The Quick Report

This Music Playlist Will Give You ‘Frisson’

What is a Frisson?

Deriving from French, the word frisson describes a sudden, strong feeling, especially of excitement or fear. It describes something we may experience while watching a film. For example, a frisson of seeing a character in mortal danger.

Synonyms that could be used to describe frisson are thrill or chill. The effect a frisson has on us is a shudder or shiver.

Another effect a frisson may produce is goosebumps or gooseflesh. Some researchers go so far as to describe it as a “piloerection” or “skin orgasm.” That’s because they compare the psychological and biological components of an orgasm.

Additional effects such as tears, a lump in the throat, or tension or relaxation of the muscles may also occur.

This effect can occur with visual stimuli, such as when viewing a beautiful painting or a brilliant sunset, according to a 2019 study. It can also occur when reading poetry or a particular scene in a film.

Surprisingly, music can have a frisson effect on us as well. This might be a sudden change in volume, the use of unexpected harmonies, or a startling passage by a soloist. 
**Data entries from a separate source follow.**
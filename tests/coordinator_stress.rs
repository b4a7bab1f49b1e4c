// tests/coordinator_stress.rs
//
// Many diamond runs on a multi-threaded runtime, so lanes for different
// vertices really do race each other.

use std::error::Error;

use dagcoord::config::CoordinatorConfig;
use dagcoord::dag::DagState;
use dagcoord::engine::{DagCoordinator, DagId, TaskId, VertexId};
use dagcoord_test_utils::builders::diamond_plan;
use dagcoord_test_utils::fake_task_layer::FakeTaskLayer;
use dagcoord_test_utils::{init_tracing, with_timeout};

type TestResult = Result<(), Box<dyn Error>>;

const ROUNDS: u64 = 200;

fn task(vertex: usize, index: usize) -> TaskId {
    TaskId::new(VertexId(vertex), index)
}

/// Settle the dispatcher and check the bookkeeping every finished run shares.
async fn assert_settled(coord: &DagCoordinator, state: DagState, round: u64) {
    with_timeout(coord.await_idle()).await;

    let status = coord.status();
    assert!(state.is_terminal(), "round {round}: {state}");
    assert_eq!(status.state, state, "round {round}");
    assert_eq!(status.completed_vertices(), 6, "round {round}: {status:?}");
    assert_eq!(
        state,
        status.termination_cause.final_state(),
        "round {round}: {status:?}"
    );
    assert_eq!(coord.finish_notifications().len(), 1, "round {round}");
}

#[tokio::test(flavor = "multi_thread", worker_threads = 8)]
async fn repeated_successful_runs() -> TestResult {
    init_tracing();
    for round in 0..ROUNDS {
        let coord = dagcoord::submit(DagId(round), &diamond_plan(), &CoordinatorConfig::default())?;
        FakeTaskLayer::completing().install(&coord);

        let state = with_timeout(dagcoord::run(&coord)).await?;
        assert_eq!(state, DagState::Succeeded, "round {round}");
        assert_settled(&coord, state, round).await;
    }
    Ok(())
}

#[tokio::test(flavor = "multi_thread", worker_threads = 8)]
async fn repeated_runs_with_failing_task() -> TestResult {
    init_tracing();
    for round in 0..ROUNDS {
        let coord = dagcoord::submit(DagId(round), &diamond_plan(), &CoordinatorConfig::default())?;
        FakeTaskLayer::completing()
            .failing(task(1, 1))
            .install(&coord);

        let state = with_timeout(dagcoord::run(&coord)).await?;
        assert_eq!(state, DagState::Failed, "round {round}");
        assert_settled(&coord, state, round).await;
    }
    Ok(())
}

#[tokio::test(flavor = "multi_thread", worker_threads = 8)]
async fn repeated_runs_killed_while_starting() -> TestResult {
    init_tracing();
    for round in 0..ROUNDS {
        let coord = dagcoord::submit(DagId(round), &diamond_plan(), &CoordinatorConfig::default())?;
        // Every other round also has a failing task racing the kill.
        let layer = FakeTaskLayer::completing();
        let layer = if round % 2 == 0 {
            layer
        } else {
            layer.failing(task(1, 1))
        };
        layer.install(&coord);

        coord.init()?;
        coord.start()?;
        coord.kill()?;
        let state = with_timeout(coord.wait_for_completion()).await;
        assert_settled(&coord, state, round).await;
    }
    Ok(())
}
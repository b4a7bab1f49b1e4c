#![allow(dead_code)]

use dagcoord::config::{CoordinatorConfig, RawCoordinatorConfig};
use dagcoord::plan::{DagPlan, EdgePlan, VertexPlan};
use dagcoord::types::StartGating;

/// Builder for `DagPlan` to simplify test setup.
///
/// Edges get sequential ids (`e1`, `e2`, ...) unless one is given.
pub struct PlanBuilder {
    plan: DagPlan,
    next_edge: usize,
}

impl PlanBuilder {
    pub fn new(name: &str) -> Self {
        Self {
            plan: DagPlan::new(name),
            next_edge: 1,
        }
    }

    pub fn vertex(mut self, name: &str, num_tasks: usize) -> Self {
        self.plan.vertices.push(VertexPlan::new(name, num_tasks));
        self
    }

    pub fn vertex_plan(mut self, vertex: VertexPlan) -> Self {
        self.plan.vertices.push(vertex);
        self
    }

    pub fn edge(mut self, source: &str, destination: &str) -> Self {
        let id = format!("e{}", self.next_edge);
        self.next_edge += 1;
        self.plan.edges.push(EdgePlan::new(id, source, destination));
        self
    }

    pub fn edge_with_id(mut self, id: &str, source: &str, destination: &str) -> Self {
        self.plan.edges.push(EdgePlan::new(id, source, destination));
        self
    }

    pub fn build(self) -> DagPlan {
        self.plan
    }
}

/// The six-vertex, six-edge diamond used throughout the tests:
///
/// ```text
/// vertex1   vertex2
///      \     /
///      vertex3
///      /     \
/// vertex4   vertex5
///      \     /
///      vertex6
/// ```
///
/// Every vertex has two tasks. Depths are `{0, 0, 1, 2, 2, 3}`.
pub fn diamond_plan() -> DagPlan {
    PlanBuilder::new("diamond")
        .vertex("vertex1", 2)
        .vertex("vertex2", 2)
        .vertex("vertex3", 2)
        .vertex("vertex4", 2)
        .vertex("vertex5", 2)
        .vertex("vertex6", 2)
        .edge("vertex1", "vertex3")
        .edge("vertex2", "vertex3")
        .edge("vertex3", "vertex4")
        .edge("vertex3", "vertex5")
        .edge("vertex4", "vertex6")
        .edge("vertex5", "vertex6")
        .build()
}

/// A linear chain `v0 -> v1 -> ... -> v{n-1}` with `tasks` tasks per vertex.
pub fn chain_plan(len: usize, tasks: usize) -> DagPlan {
    let mut builder = PlanBuilder::new("chain");
    for i in 0..len {
        builder = builder.vertex(&format!("v{i}"), tasks);
    }
    for i in 1..len {
        builder = builder.edge(&format!("v{}", i - 1), &format!("v{i}"));
    }
    builder.build()
}

/// Validated config with the given gating policy and defaults elsewhere.
pub fn config_with_gating(gating: StartGating) -> CoordinatorConfig {
    let mut raw = RawCoordinatorConfig::default();
    raw.coordinator.start_gating = gating;
    CoordinatorConfig::try_from(raw).expect("Failed to build valid config from builder")
}
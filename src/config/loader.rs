// src/config/loader.rs

use std::fs;
use std::path::{Path, PathBuf};

use crate::config::model::{CoordinatorConfig, RawCoordinatorConfig};
use crate::errors::Result;

/// Load a configuration file from a given path and return the raw config.
///
/// This only performs TOML deserialization; it does **not** perform semantic
/// validation. Use [`load_and_validate`] for that.
pub fn load_from_path(path: impl AsRef<Path>) -> Result<RawCoordinatorConfig> {
    let path = path.as_ref();
    let contents = fs::read_to_string(path)?;

    let config: RawCoordinatorConfig = toml::from_str(&contents)?;

    Ok(config)
}

/// Load a configuration file from path and run validation.
///
/// This is the recommended entry point for embedding applications:
///
/// - Reads TOML.
/// - Applies defaults (handled by `serde` + `Default` impls).
/// - Checks dispatcher limits.
pub fn load_and_validate(path: impl AsRef<Path>) -> Result<CoordinatorConfig> {
    let raw_config = load_from_path(&path)?;
    let config = CoordinatorConfig::try_from(raw_config)?;
    Ok(config)
}

/// Default config location: `Dagcoord.toml` in the current working directory.
pub fn default_config_path() -> PathBuf {
    PathBuf::from("Dagcoord.toml")
}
However, frisson should not be viewed as having a negative effect but rather the opposite. A frisson violates the expectations of the viewer or listener in a positive way.
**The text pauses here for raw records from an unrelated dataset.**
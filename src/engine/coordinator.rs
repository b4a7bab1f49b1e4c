// src/engine/coordinator.rs

//! Handle the owning application uses to drive one DAG attempt.
//!
//! A [`DagCoordinator`] owns the frozen graph, the DAG machine and one
//! vertex machine per plan vertex, plus the [`Dispatcher`] that moves events
//! between them. The task layer is external: it registers an
//! [`EventHandler`](crate::engine::EventHandler) for
//! [`EventKind::Task`] and reports terminal task states back through
//! [`DagCoordinator::task_completed`].

use std::fmt;
use std::sync::{Arc, Mutex};

use tokio::sync::watch;
use tracing::{debug, info};

use crate::config::CoordinatorConfig;
use crate::dag::graph::DagGraph;
use crate::dag::machine::DagMachine;
use crate::dag::state::{DagState, TaskState, VertexState};
use crate::dag::status::{DagStatus, Progress, VertexStatus};
use crate::dag::vertex::VertexMachine;
use crate::engine::dispatcher::Dispatcher;
use crate::engine::handlers::{DagEventRouter, FinishRecorder, VertexEventRouter, lock};
use crate::engine::{
    DagEvent, DagEventKind, DagFinished, DagId, Event, EventKind, TaskId, VertexEvent, VertexId,
};
use crate::errors::Result;
use crate::plan::DagPlan;

/// State shared between the coordinator handle and the routers.
pub(crate) struct DagShared {
    pub(crate) id: DagId,
    pub(crate) dag: Mutex<DagMachine>,
    /// Indexed by `VertexId`.
    pub(crate) vertices: Vec<Mutex<VertexMachine>>,
    /// Latest DAG state, published after every DAG transition.
    pub(crate) state_tx: watch::Sender<DagState>,
    /// `DagFinished` notifications seen by the default owner handler.
    pub(crate) finished: Mutex<Vec<DagFinished>>,
}

pub struct DagCoordinator {
    shared: Arc<DagShared>,
    graph: DagGraph,
    dispatcher: Dispatcher,
}

impl fmt::Debug for DagCoordinator {
    fn fmt(&self, f: &mut fmt::Formatter<'_>) -> fmt::Result {
        f.debug_struct("DagCoordinator")
            .field("id", &self.shared.id)
            .field("vertices", &self.shared.vertices.len())
            .field("dispatcher", &self.dispatcher)
            .finish_non_exhaustive()
    }
}

impl DagCoordinator {
    /// Validate `plan`, build every machine in `NEW` and register the routers
    /// on a fresh dispatcher.
    ///
    /// Fails without creating any machine if the plan is malformed.
    pub fn new(id: DagId, plan: &DagPlan, config: &CoordinatorConfig) -> Result<Self> {
        let graph = DagGraph::build(plan)?;
        let gating = config.start_gating();

        let vertices = graph
            .vertex_ids()
            .zip(&plan.vertices)
            .map(|(vid, vplan)| Mutex::new(VertexMachine::new(id, vid, vplan, &graph, gating)))
            .collect();

        let (state_tx, _) = watch::channel(DagState::New);
        let shared = Arc::new(DagShared {
            id,
            dag: Mutex::new(DagMachine::new(id, plan.name.clone(), &graph)),
            vertices,
            state_tx,
            finished: Mutex::new(Vec::new()),
        });

        let dispatcher = Dispatcher::new(config.dispatcher.backlog_warn_threshold);
        dispatcher.register(EventKind::Dag, Arc::new(DagEventRouter::new(Arc::clone(&shared))));
        dispatcher.register(
            EventKind::Vertex,
            Arc::new(VertexEventRouter::new(Arc::clone(&shared))),
        );
        dispatcher.register(
            EventKind::DagFinished,
            Arc::new(FinishRecorder::new(Arc::clone(&shared))),
        );

        info!(
            dag = %id,
            plan = %plan.name,
            vertices = graph.len(),
            edges = graph.edges().len(),
            ?gating,
            "DAG coordinator created"
        );

        Ok(Self {
            shared,
            graph,
            dispatcher,
        })
    }

    pub fn id(&self) -> DagId {
        self.shared.id
    }

    pub fn graph(&self) -> &DagGraph {
        &self.graph
    }

    /// The dispatcher driving this DAG. Register the task-layer handler (and
    /// optionally a replacement owner handler) here.
    pub fn dispatcher(&self) -> &Dispatcher {
        &self.dispatcher
    }

    pub fn init(&self) -> Result<()> {
        self.dispatch_dag(DagEventKind::Init)
    }

    pub fn start(&self) -> Result<()> {
        self.dispatch_dag(DagEventKind::Start)
    }

    /// Request a user kill. Idempotent once the DAG is tearing down.
    pub fn kill(&self) -> Result<()> {
        self.dispatch_dag(DagEventKind::Kill)
    }

    /// Report a terminal task state from the task layer.
    pub fn task_completed(&self, task: TaskId, state: TaskState) -> Result<()> {
        debug!(dag = %self.shared.id, %task, %state, "task completion reported");
        self.dispatcher
            .dispatch(Event::Vertex(VertexEvent::task_completed(task, state)))
    }

    /// Inject an arbitrary event.
    pub fn dispatch(&self, event: Event) -> Result<()> {
        self.dispatcher.dispatch(event)
    }

    fn dispatch_dag(&self, kind: DagEventKind) -> Result<()> {
        self.dispatcher
            .dispatch(Event::Dag(DagEvent::new(self.shared.id, kind)))
    }

    pub fn state(&self) -> DagState {
        lock(&self.shared.dag).state()
    }

    pub fn total_vertices(&self) -> usize {
        self.shared.vertices.len()
    }

    pub fn vertex_id(&self, name: &str) -> Option<VertexId> {
        self.graph.vertex_id(name)
    }

    pub fn vertex_state(&self, vertex: VertexId) -> Option<VertexState> {
        self.shared
            .vertices
            .get(vertex.index())
            .map(|v| lock(v).state())
    }

    pub fn vertex_status(&self, vertex: VertexId) -> Option<VertexStatus> {
        self.shared
            .vertices
            .get(vertex.index())
            .map(|v| lock(v).status())
    }

    /// Snapshot of the DAG with task counters summed over all vertices.
    ///
    /// Each machine is locked separately, so under concurrent activity the
    /// DAG counters and the task counters may be from slightly different
    /// moments.
    pub fn status(&self) -> DagStatus {
        let progress: Progress = self
            .shared
            .vertices
            .iter()
            .map(|v| lock(v).progress())
            .sum();

        let dag = lock(&self.shared.dag);
        DagStatus {
            id: dag.id(),
            name: dag.name().to_string(),
            state: dag.state(),
            termination_cause: dag.termination_cause(),
            total_vertices: dag.total_vertices(),
            successful_vertices: dag.successful_vertices(),
            failed_vertices: dag.failed_vertices(),
            killed_vertices: dag.killed_vertices(),
            progress,
            diagnostics: dag.diagnostics().to_vec(),
        }
    }

    /// `DagFinished` notifications delivered to the default owner handler.
    pub fn finish_notifications(&self) -> Vec<DagFinished> {
        lock(&self.shared.finished).clone()
    }

    /// Subscribe to DAG state changes.
    pub fn subscribe(&self) -> watch::Receiver<DagState> {
        self.shared.state_tx.subscribe()
    }

    /// Wait until every event dispatched so far has been handled.
    pub async fn await_idle(&self) {
        self.dispatcher.await_idle().await;
    }

    /// Wait until the DAG reaches a terminal state and return it.
    pub async fn wait_for_completion(&self) -> DagState {
        let mut rx = self.subscribe();
        match rx.wait_for(|state| state.is_terminal()).await {
            Ok(state) => *state,
            // Sender lives in `shared`, which `self` keeps alive.
            Err(_) => self.state(),
        }
    }

    /// Stop the dispatcher. Further calls that dispatch fail with
    /// [`DagError::DispatcherStopped`](crate::errors::DagError::DispatcherStopped).
    pub async fn shutdown(&self) {
        self.dispatcher.stop().await;
    }
}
Anticipation and a violation of expectations

Psychologists and musicologists have various theories to explain why we experience powerful responses to music.


Watch the latest episode of 'A Swift Look' with host Zoe J!
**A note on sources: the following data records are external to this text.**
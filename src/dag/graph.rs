// src/dag/graph.rs

//! One-time translation of a [`DagPlan`] into adjacency lists and per-vertex
//! depth.
//!
//! Building the graph is also where the plan is validated: unknown vertex
//! names, duplicate names, self-loops and cycles all fail here, before any
//! state machine exists.

use std::collections::{HashMap, HashSet};

use petgraph::algo::toposort;
use petgraph::graph::{DiGraph, NodeIndex};
use tracing::debug;

use crate::engine::VertexId;
use crate::errors::{DagError, Result};
use crate::plan::{DagPlan, EdgePlan};

/// Internal node structure: stores immediate sources, targets and depth.
#[derive(Debug, Clone)]
struct VertexNode {
    name: String,
    /// Vertices this one consumes from.
    sources: Vec<VertexId>,
    /// Vertices consuming from this one.
    targets: Vec<VertexId>,
    distance_from_root: u32,
}

/// Frozen topology of a validated plan.
///
/// Vertices are addressed by [`VertexId`], their ordinal in the plan, so the
/// adjacency lists are plain indices and never own anything.
#[derive(Debug, Clone)]
pub struct DagGraph {
    nodes: Vec<VertexNode>,
    by_name: HashMap<String, VertexId>,
    edges: Vec<EdgePlan>,
    topological_order: Vec<VertexId>,
}

impl DagGraph {
    /// Validate `plan` and compute adjacency plus `distance_from_root`.
    ///
    /// Fails with a malformed-plan error (see
    /// [`DagError::is_malformed_plan`]) on an empty plan, duplicate vertex
    /// names or edge ids, edges naming unknown vertices, and cycles.
    pub fn build(plan: &DagPlan) -> Result<Self> {
        ensure_has_vertices(plan)?;
        let by_name = index_vertices(plan)?;
        let resolved = resolve_edges(plan, &by_name)?;

        let mut nodes: Vec<VertexNode> = plan
            .vertices
            .iter()
            .map(|v| VertexNode {
                name: v.name.clone(),
                sources: Vec::new(),
                targets: Vec::new(),
                distance_from_root: 0,
            })
            .collect();

        // Edge direction: source -> destination. Node indices line up with
        // vertex ordinals because nodes are added in plan order.
        let mut graph: DiGraph<VertexId, ()> =
            DiGraph::with_capacity(plan.vertices.len(), resolved.len());
        for i in 0..plan.vertices.len() {
            graph.add_node(VertexId(i));
        }

        for &(src, dst) in &resolved {
            graph.add_edge(NodeIndex::new(src.index()), NodeIndex::new(dst.index()), ());

            // Parallel edges between the same pair collapse into one adjacency.
            if !nodes[src.index()].targets.contains(&dst) {
                nodes[src.index()].targets.push(dst);
                nodes[dst.index()].sources.push(src);
            }
        }

        let order = match toposort(&graph, None) {
            Ok(order) => order,
            Err(cycle) => {
                let vertex = graph[cycle.node_id()];
                return Err(DagError::DagCycle(format!(
                    "cycle detected in vertex DAG involving vertex '{}'",
                    nodes[vertex.index()].name
                )));
            }
        };

        let topological_order: Vec<VertexId> = order.into_iter().map(|n| graph[n]).collect();

        // Longest path from any root: every source precedes its targets in
        // topological order, so its depth is final by the time we get here.
        for &vertex in &topological_order {
            let depth = nodes[vertex.index()]
                .sources
                .iter()
                .map(|s| nodes[s.index()].distance_from_root + 1)
                .max()
                .unwrap_or(0);
            nodes[vertex.index()].distance_from_root = depth;
        }

        for edge in &plan.edges {
            debug!(
                plan = %plan.name,
                edge = %edge.id,
                source = %edge.source,
                destination = %edge.destination,
                connection_pattern = ?edge.connection_pattern,
                source_type = ?edge.source_type,
                "edge"
            );
        }

        debug!(
            plan = %plan.name,
            vertices = nodes.len(),
            edges = plan.edges.len(),
            "built dependency graph"
        );

        Ok(Self {
            nodes,
            by_name,
            edges: plan.edges.clone(),
            topological_order,
        })
    }

    /// Number of vertices.
    pub fn len(&self) -> usize {
        self.nodes.len()
    }

    pub fn is_empty(&self) -> bool {
        self.nodes.is_empty()
    }

    /// All vertex ids in ordinal order.
    pub fn vertex_ids(&self) -> impl Iterator<Item = VertexId> + '_ {
        (0..self.nodes.len()).map(VertexId)
    }

    pub fn vertex_id(&self, name: &str) -> Option<VertexId> {
        self.by_name.get(name).copied()
    }

    pub fn name_of(&self, vertex: VertexId) -> Option<&str> {
        self.nodes.get(vertex.index()).map(|n| n.name.as_str())
    }

    /// Immediate sources of a vertex (its incoming edges).
    pub fn sources_of(&self, vertex: VertexId) -> &[VertexId] {
        self.nodes
            .get(vertex.index())
            .map(|n| n.sources.as_slice())
            .unwrap_or(&[])
    }

    /// Immediate targets of a vertex (its outgoing edges).
    pub fn targets_of(&self, vertex: VertexId) -> &[VertexId] {
        self.nodes
            .get(vertex.index())
            .map(|n| n.targets.as_slice())
            .unwrap_or(&[])
    }

    pub fn distance_from_root(&self, vertex: VertexId) -> Option<u32> {
        self.nodes.get(vertex.index()).map(|n| n.distance_from_root)
    }

    /// Vertices without incoming edges.
    pub fn roots(&self) -> Vec<VertexId> {
        self.vertex_ids()
            .filter(|v| self.sources_of(*v).is_empty())
            .collect()
    }

    pub fn topological_order(&self) -> &[VertexId] {
        &self.topological_order
    }

    pub fn edges(&self) -> &[EdgePlan] {
        &self.edges
    }
}

fn ensure_has_vertices(plan: &DagPlan) -> Result<()> {
    if plan.vertices.is_empty() {
        return Err(DagError::MalformedPlan(format!(
            "plan '{}' must contain at least one vertex",
            plan.name
        )));
    }
    Ok(())
}

fn index_vertices(plan: &DagPlan) -> Result<HashMap<String, VertexId>> {
    let mut by_name = HashMap::with_capacity(plan.vertices.len());
    for (i, vertex) in plan.vertices.iter().enumerate() {
        if by_name.insert(vertex.name.clone(), VertexId(i)).is_some() {
            return Err(DagError::DuplicateVertex(vertex.name.clone()));
        }
    }
    Ok(by_name)
}

fn resolve_edges(
    plan: &DagPlan,
    by_name: &HashMap<String, VertexId>,
) -> Result<Vec<(VertexId, VertexId)>> {
    let mut seen_ids: HashSet<&str> = HashSet::new();
    let mut resolved = Vec::with_capacity(plan.edges.len());

    for edge in &plan.edges {
        if !seen_ids.insert(edge.id.as_str()) {
            return Err(DagError::MalformedPlan(format!(
                "duplicate edge id '{}'",
                edge.id
            )));
        }

        let lookup = |name: &str| {
            by_name
                .get(name)
                .copied()
                .ok_or_else(|| DagError::UnknownVertex {
                    edge: edge.id.clone(),
                    vertex: name.to_string(),
                })
        };
        let src = lookup(&edge.source)?;
        let dst = lookup(&edge.destination)?;

        if src == dst {
            return Err(DagError::DagCycle(format!(
                "edge '{}' connects vertex '{}' to itself",
                edge.id, edge.source
            )));
        }

        resolved.push((src, dst));
    }

    Ok(resolved)
}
Musicologist David Huron calls the effect “contrastive valence theory,” declaring that contrast strongly influences the feeling.

Another cause has to do with anticipation. Or what psychologists call “expectancy violations.” This might be changes in rhythm, melody, or harmonies that violate the norm or what is expected.

According to an article in Frontiers in Psychology, “some level of violated expectation may be a prerequisite” that is “strongly correlated to the onset of musical frisson.”

Songs that induce frisson

A team of neuroscientists who researched the phenomenon of frisson curated a playlist of 715 songs that are available on Spotify.

The list is surprisingly diverse, but the researchers say these are scientifically verified as likely to produce frisson or chills in the listener.

The artists include such disparate artists as Mozart, Metallica, Johnny Cash, and Celine Dion. 

Songs containing frisson-inducing moments include Celine Dion’s “My Heart Will Go On,” Adele’s “Hello,” The Beatles’ “Twist & Shout,” and the Rolling Stones’ “Gimme Shelter.”

Frisson-generating musical movements

Mozart’s work also figured prominently. Music psychologists identified certain musical phrases that elicited frisson. In particular, chord progressions that descended the circle of fifths and resolved to the tonic. Such chord progressions are common in many of Mozart’s compositions.

The power of the human scream

A human scream has a powerful effect on us. As such, human screams are a staple of horror movies. Certain actresses are renowned for being “Scream Queens.” A particularly chilling scream is featured near the end of the Brian De Palma film “Blow Out,” starring John Travolta and Nancy Allen.

According to researchers, human screams are also a powerful element that, when combined with music, can induce musical frisson. Musicologist David Huron spoke extensively about musical frisson in his 2006 book Sweet Anticipation.

“The adult human scream displays a disproportionate amount of energy in the broad 0-6 kHz region, where human hearing is best,” Huron wrote. “A human scream is the sound humans can hear at the greatest distance.”

Screams have long been a part of popular music. Initially a part of blues music, screams were prominently featured in the work of rock ‘n’ roll pioneer Little Richard.

One of the most famous uses of musical screams occurs in Screaming Jay Hawkins’ “I Put a Spell on You.” Hawkins was literally nicknamed after his screaming vocal style. This would influence many other screamers in rock, such as John Fogerty of Creedence Clearwater Revival, who also covered Hawkins’ song.

In the Rolling Stones’ song “Gimme Shelter,” Merry Clayton’s screaming backing vocals are a prominent feature that pulls the listener into the song.

Janis Joplin remains one of the most powerful female vocalists of all time, largely due to her ability to improvise screaming blues runs.

Screams are the bread and butter of heavy metal music. The opening, bloodcurdling scream of Quiet Riot’s 1983 song Metal Health (Bang Your Head) gets the listener’s attention and heart pumping. The song is largely credited with paving the way for bringing heavy music back into the mainstream in the early 80s. Fans such as Deep Purple, Van Halen, Iron Maiden, and Queensryche, are but a few groups whose singers are known for hitting unexpected, powerful high notes clearly or with screams.